How so? What would you change?
Sure. I would probably choose a smaller number of stats for a longer period of time.
Some metrics are important to some people that are not important to others, etc. It would be cool to be able to customize the dashboard for the metrics you track on your report, and for which specific Wikimedia projects.
YoY means year over year and MoM means month over month. These numbers can be used to account for seasonality. For example, in places that celebrate Christmas, editing activity decreases so it wouldn't be useful to compare December numbers with July numbers. Are these numbers useful at a glance or better left in the detail pages?
I would say yes, these numbers are useful. But please tell what you compare MoM: a day or a month? If month, are months normalised (e.g. will March have a 11% increase over February for well-known reasons?)

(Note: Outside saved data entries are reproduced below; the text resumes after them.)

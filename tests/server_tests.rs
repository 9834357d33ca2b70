#![cfg(feature = "server")]

use std::sync::Arc;

use axum::body::{to_bytes, Body};
use axum::http::{header, Request, StatusCode};
use axum::Router;
use chrono::NaiveDate;
use futures::future::BoxFuture;
use serde_json::{json, Value};
use statement_ledger::http::{router, AppState, UploadResponse, MAX_UPLOAD_BYTES};
use statement_ledger::*;
use tower::ServiceExt;

const BOUNDARY: &str = "statement-ledger-test-boundary";

struct StubParser {
    fail: bool,
}

impl StatementParser for StubParser {
    fn parse<'a>(
        &'a self,
        bank_name: &'a str,
        _document: &'a [u8],
    ) -> BoxFuture<'a, std::result::Result<Vec<Transaction>, ParserError>> {
        Box::pin(async move {
            if self.fail {
                return Err(ParserError::UnexpectedBehavior("model returned prose".to_string()));
            }
            Ok(vec![
                Transaction {
                    bank_name: bank_name.to_string(),
                    date: NaiveDate::from_ymd_opt(2025, 9, 2).unwrap(),
                    description: "Coffee".to_string(),
                    amount_in: 0.0,
                    amount_out: 3.5,
                    balance: 96.5,
                },
                Transaction {
                    bank_name: bank_name.to_string(),
                    date: NaiveDate::from_ymd_opt(2025, 9, 1).unwrap(),
                    description: "Salary".to_string(),
                    amount_in: 100.0,
                    amount_out: 0.0,
                    balance: 100.0,
                },
            ])
        })
    }
}

fn app(root: &std::path::Path, fail: bool) -> Router {
    let storage = Arc::new(LocalStorage::new(root));
    router(AppState::new(storage, Arc::new(StubParser { fail })))
}

fn multipart_body(field: &str, content: &[u8]) -> Vec<u8> {
    let mut body = Vec::new();
    body.extend_from_slice(format!("--{}\r\n", BOUNDARY).as_bytes());
    body.extend_from_slice(
        format!(
            "Content-Disposition: form-data; name=\"{}\"; filename=\"test.pdf\"\r\n",
            field
        )
        .as_bytes(),
    );
    body.extend_from_slice(b"Content-Type: application/pdf\r\n\r\n");
    body.extend_from_slice(content);
    body.extend_from_slice(format!("\r\n--{}--\r\n", BOUNDARY).as_bytes());
    body
}

fn upload_request(uri: &str, field: &str, content: &[u8]) -> Request<Body> {
    Request::builder()
        .method("POST")
        .uri(uri)
        .header(
            header::CONTENT_TYPE,
            format!("multipart/form-data; boundary={}", BOUNDARY),
        )
        .body(Body::from(multipart_body(field, content)))
        .unwrap()
}

fn get_request(uri: &str) -> Request<Body> {
    Request::builder().uri(uri).body(Body::empty()).unwrap()
}

async fn json_body(response: axum::response::Response) -> Value {
    let bytes = to_bytes(response.into_body(), usize::MAX).await.unwrap();
    serde_json::from_slice(&bytes).unwrap()
}

fn seed(root: &std::path::Path) {
    let storage = LocalStorage::new(root);
    storage
        .store_batch(
            &PeriodKey::new("barclays", 2025, 1).unwrap(),
            &[
                Transaction {
                    bank_name: "Barclays".to_string(),
                    date: NaiveDate::from_ymd_opt(2025, 1, 10).unwrap(),
                    description: "Salary".to_string(),
                    amount_in: 2500.0,
                    amount_out: 0.0,
                    balance: 4424.8,
                },
                Transaction {
                    bank_name: "Barclays".to_string(),
                    date: NaiveDate::from_ymd_opt(2025, 1, 3).unwrap(),
                    description: "Grocery Store".to_string(),
                    amount_in: 0.0,
                    amount_out: 75.2,
                    balance: 1924.8,
                },
            ],
        )
        .unwrap();
}

#[tokio::test]
async fn test_health_check() {
    let dir = tempfile::tempdir().unwrap();
    let response = app(dir.path(), false).oneshot(get_request("/")).await.unwrap();

    assert_eq!(response.status(), StatusCode::OK);
    assert_eq!(json_body(response).await, json!({ "status": "running" }));
}

#[tokio::test]
async fn test_upload_statement_stores_raw_and_transactions() {
    let dir = tempfile::tempdir().unwrap();
    let response = app(dir.path(), false)
        .oneshot(upload_request(
            "/statements/test_bank/2025/9",
            "statement",
            b"%PDF-1.4 fake content",
        ))
        .await
        .unwrap();

    assert_eq!(response.status(), StatusCode::OK);
    let bytes = to_bytes(response.into_body(), usize::MAX).await.unwrap();
    let uploaded: UploadResponse = serde_json::from_slice(&bytes).unwrap();
    assert_eq!(uploaded.bank_name, "test_bank");
    assert_eq!(uploaded.year, 2025);
    assert_eq!(uploaded.month, 9);
    assert_eq!(uploaded.transaction_count, 2);

    let bucket = dir.path().join("test_bank").join("2025").join("09");
    assert_eq!(
        std::fs::read(bucket.join("statement.pdf")).unwrap(),
        b"%PDF-1.4 fake content"
    );
    assert!(bucket.join("transactions.json").is_file());
}

#[tokio::test]
async fn test_upload_then_query_returns_sorted_transactions() {
    let dir = tempfile::tempdir().unwrap();
    let response = app(dir.path(), false)
        .oneshot(upload_request("/statements/Monzo/2025/9", "statement", b"pdf"))
        .await
        .unwrap();
    assert_eq!(response.status(), StatusCode::OK);

    let response = app(dir.path(), false)
        .oneshot(get_request("/transactions?bank_name=Monzo&year=2025&month=9"))
        .await
        .unwrap();
    assert_eq!(response.status(), StatusCode::OK);

    let body = json_body(response).await;
    let descriptions: Vec<&str> = body
        .as_array()
        .unwrap()
        .iter()
        .map(|t| t["description"].as_str().unwrap())
        .collect();
    // a single bucket comes back in stored order
    assert_eq!(descriptions, vec!["Coffee", "Salary"]);

    let response = app(dir.path(), false)
        .oneshot(get_request("/transactions?year=2025"))
        .await
        .unwrap();
    let body = json_body(response).await;
    assert_eq!(body[0]["description"], "Salary");
    assert_eq!(body[1]["description"], "Coffee");
}

#[tokio::test]
async fn test_upload_accepts_statement_larger_than_axum_default_limit() {
    let dir = tempfile::tempdir().unwrap();
    let document = vec![b'x'; 3 * 1024 * 1024];

    let response = app(dir.path(), false)
        .oneshot(upload_request("/statements/Lloyds/2025/1", "statement", &document))
        .await
        .unwrap();

    assert_eq!(response.status(), StatusCode::OK);
    assert_eq!(
        std::fs::read(dir.path().join("Lloyds/2025/01/statement.pdf")).unwrap().len(),
        document.len()
    );
}

#[tokio::test]
async fn test_upload_over_limit_is_rejected_before_storing() {
    let dir = tempfile::tempdir().unwrap();
    let document = vec![b'x'; MAX_UPLOAD_BYTES + 1];

    let response = app(dir.path(), false)
        .oneshot(upload_request("/statements/Lloyds/2025/1", "statement", &document))
        .await
        .unwrap();

    assert!(response.status().is_client_error());
    assert!(!dir.path().join("Lloyds").exists());
}

#[tokio::test]
async fn test_upload_without_statement_field_is_bad_request() {
    let dir = tempfile::tempdir().unwrap();
    let response = app(dir.path(), false)
        .oneshot(upload_request("/statements/Monzo/2025/9", "attachment", b"pdf"))
        .await
        .unwrap();

    assert_eq!(response.status(), StatusCode::BAD_REQUEST);
    assert!(!dir.path().join("Monzo").exists());
}

#[tokio::test]
async fn test_upload_with_invalid_month_is_bad_request() {
    let dir = tempfile::tempdir().unwrap();
    let response = app(dir.path(), false)
        .oneshot(upload_request("/statements/Monzo/2025/13", "statement", b"pdf"))
        .await
        .unwrap();

    assert_eq!(response.status(), StatusCode::BAD_REQUEST);
}

#[tokio::test]
async fn test_parse_failure_is_bad_gateway_and_keeps_raw() {
    let dir = tempfile::tempdir().unwrap();
    let response = app(dir.path(), true)
        .oneshot(upload_request("/statements/Lloyds/2025/1", "statement", b"pdf"))
        .await
        .unwrap();

    assert_eq!(response.status(), StatusCode::BAD_GATEWAY);
    let body = json_body(response).await;
    assert_eq!(body["detail"], "Statement could not be parsed");

    let bucket = dir.path().join("Lloyds/2025/01");
    assert!(bucket.join("statement.pdf").is_file());
    assert!(!bucket.join("transactions.json").exists());
}

#[tokio::test]
async fn test_get_transactions_filters() {
    let dir = tempfile::tempdir().unwrap();
    seed(dir.path());

    let response = app(dir.path(), false)
        .oneshot(get_request("/transactions?bank_name=Barclays"))
        .await
        .unwrap();
    assert_eq!(response.status(), StatusCode::OK);
    let body = json_body(response).await;
    assert_eq!(body.as_array().unwrap().len(), 2);
    assert_eq!(body[0]["date"], "2025-01-03");

    let response = app(dir.path(), false)
        .oneshot(get_request("/transactions"))
        .await
        .unwrap();
    assert_eq!(response.status(), StatusCode::OK);
    assert_eq!(json_body(response).await.as_array().unwrap().len(), 2);
}

#[tokio::test]
async fn test_get_transactions_missing_bucket_is_not_found() {
    let dir = tempfile::tempdir().unwrap();
    seed(dir.path());

    let response = app(dir.path(), false)
        .oneshot(get_request("/transactions?bank_name=Barclays&year=2025&month=2"))
        .await
        .unwrap();

    assert_eq!(response.status(), StatusCode::NOT_FOUND);
    assert_eq!(
        json_body(response).await,
        json!({ "detail": "Cannot find requested file" })
    );
}

#[tokio::test]
async fn test_get_transactions_month_without_year_is_bad_request() {
    let dir = tempfile::tempdir().unwrap();
    seed(dir.path());

    let response = app(dir.path(), false)
        .oneshot(get_request("/transactions?month=1"))
        .await
        .unwrap();

    assert_eq!(response.status(), StatusCode::BAD_REQUEST);
}

#[tokio::test]
async fn test_corrupt_batch_is_internal_error() {
    let dir = tempfile::tempdir().unwrap();
    let bucket = dir.path().join("Monzo/2025/03");
    std::fs::create_dir_all(&bucket).unwrap();
    std::fs::write(bucket.join("transactions.json"), "{}").unwrap();

    let response = app(dir.path(), false)
        .oneshot(get_request("/transactions"))
        .await
        .unwrap();

    assert_eq!(response.status(), StatusCode::INTERNAL_SERVER_ERROR);
}

#[tokio::test]
async fn test_download_raw_statement() {
    let dir = tempfile::tempdir().unwrap();
    let response = app(dir.path(), false)
        .oneshot(upload_request("/statements/Monzo/2025/9", "statement", b"%PDF raw bytes"))
        .await
        .unwrap();
    assert_eq!(response.status(), StatusCode::OK);

    let response = app(dir.path(), false)
        .oneshot(get_request("/statements/monzo/2025/9"))
        .await
        .unwrap();
    assert_eq!(response.status(), StatusCode::OK);
    assert_eq!(
        response.headers().get(header::CONTENT_TYPE).unwrap(),
        "application/pdf"
    );
    let bytes = to_bytes(response.into_body(), usize::MAX).await.unwrap();
    assert_eq!(&bytes[..], b"%PDF raw bytes");

    let response = app(dir.path(), false)
        .oneshot(get_request("/statements/Monzo/2025/10"))
        .await
        .unwrap();
    assert_eq!(response.status(), StatusCode::NOT_FOUND);
}
use crate::ingestion::ParserError;
use crate::llm::types::*;
use log::debug;
use reqwest::{Client, StatusCode};

const GEMINI_BASE_URL: &str = "https://generativelanguage.googleapis.com/v1beta";
const API_KEY_HEADER: &str = "x-goog-api-key";

// Error text never carries the request URL.
impl From<reqwest::Error> for ParserError {
    fn from(e: reqwest::Error) -> Self {
        ParserError::RunFailed(e.without_url().to_string())
    }
}

#[derive(Clone)]
pub struct GeminiClient {
    client: Client,
    api_key: String,
    base_url: String,
}

impl GeminiClient {
    pub fn new(api_key: String) -> Self {
        Self {
            client: Client::new(),
            api_key,
            base_url: GEMINI_BASE_URL.to_string(),
        }
    }

    /// Point the client at a different endpoint, e.g. a regional or proxy URL.
    pub fn with_base_url(mut self, base_url: impl Into<String>) -> Self {
        self.base_url = base_url.into();
        self
    }

    /// Sends one generateContent request and returns the text of the first candidate.
    pub async fn generate_content(
        &self,
        model: &str,
        system_prompt: &str,
        contents: Vec<Content>,
        generation_config: GenerationConfig,
    ) -> Result<String, ParserError> {
        let url = format!("{}/models/{}:generateContent", self.base_url, model);

        let payload = GenerateContentRequest {
            contents,
            system_instruction: Some(Content::system(system_prompt)),
            generation_config,
        };

        let res = self
            .client
            .post(&url)
            .header(API_KEY_HEADER, &self.api_key)
            .json(&payload)
            .send()
            .await?;
        let status = res.status();

        if status == StatusCode::TOO_MANY_REQUESTS {
            let err_text = res.text().await?;
            return Err(ParserError::UsageLimitExceeded(format!(
                "Gemini API quota exhausted (status {}): {}",
                status, err_text
            )));
        }
        if !status.is_success() {
            let err_text = res.text().await?;
            return Err(ParserError::RunFailed(format!(
                "Gemini API Error (status {}): {}",
                status, err_text
            )));
        }

        let body_text = res.text().await?;
        let body: GenerateContentResponse = serde_json::from_str(&body_text).map_err(|e| {
            ParserError::UnexpectedBehavior(format!("Unreadable Gemini response: {}", e))
        })?;

        extract_text(body)
    }
}

/// Pulls the answer text out of a response, classifying the ways it can be missing.
pub fn extract_text(body: GenerateContentResponse) -> Result<String, ParserError> {
    if let Some(reason) = body.prompt_feedback.and_then(|f| f.block_reason) {
        return Err(ParserError::UnexpectedBehavior(format!(
            "Prompt blocked: {}",
            reason
        )));
    }

    let candidate = body
        .candidates
        .and_then(|c| c.into_iter().next())
        .ok_or_else(|| ParserError::UnexpectedBehavior("No candidates returned".to_string()))?;

    if candidate.finish_reason.as_deref() == Some("MAX_TOKENS") {
        return Err(ParserError::UsageLimitExceeded(
            "Response truncated at the output token limit".to_string(),
        ));
    }
    debug!("Gemini finish reason: {:?}", candidate.finish_reason);

    let text: String = candidate
        .content
        .map(|content| content.parts)
        .unwrap_or_default()
        .into_iter()
        .filter_map(|part| match part {
            Part::Text { text } => Some(text),
            _ => None,
        })
        .collect();

    if text.trim().is_empty() {
        return Err(ParserError::UnexpectedBehavior(
            "Model returned no text content".to_string(),
        ));
    }
    Ok(text)
}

Well, we can use whatever approach people find useful, but typically MoM compares the average of this month to the average of the previous month. This takes care of the normalizing issue you mention, which is a good point.
Then yes, both seem useful for me.
It depends on the statistic, for instance it doesn't make much sense to compare number of edits MoM.
Yes, it is important.
I don't like the enormous dark grey space at the bottom. I know this is trendy and many corporate sites have a huge space like that with their contact details, etc. but it seems inefficient and ugly. Even dropdown lists would be better IMO.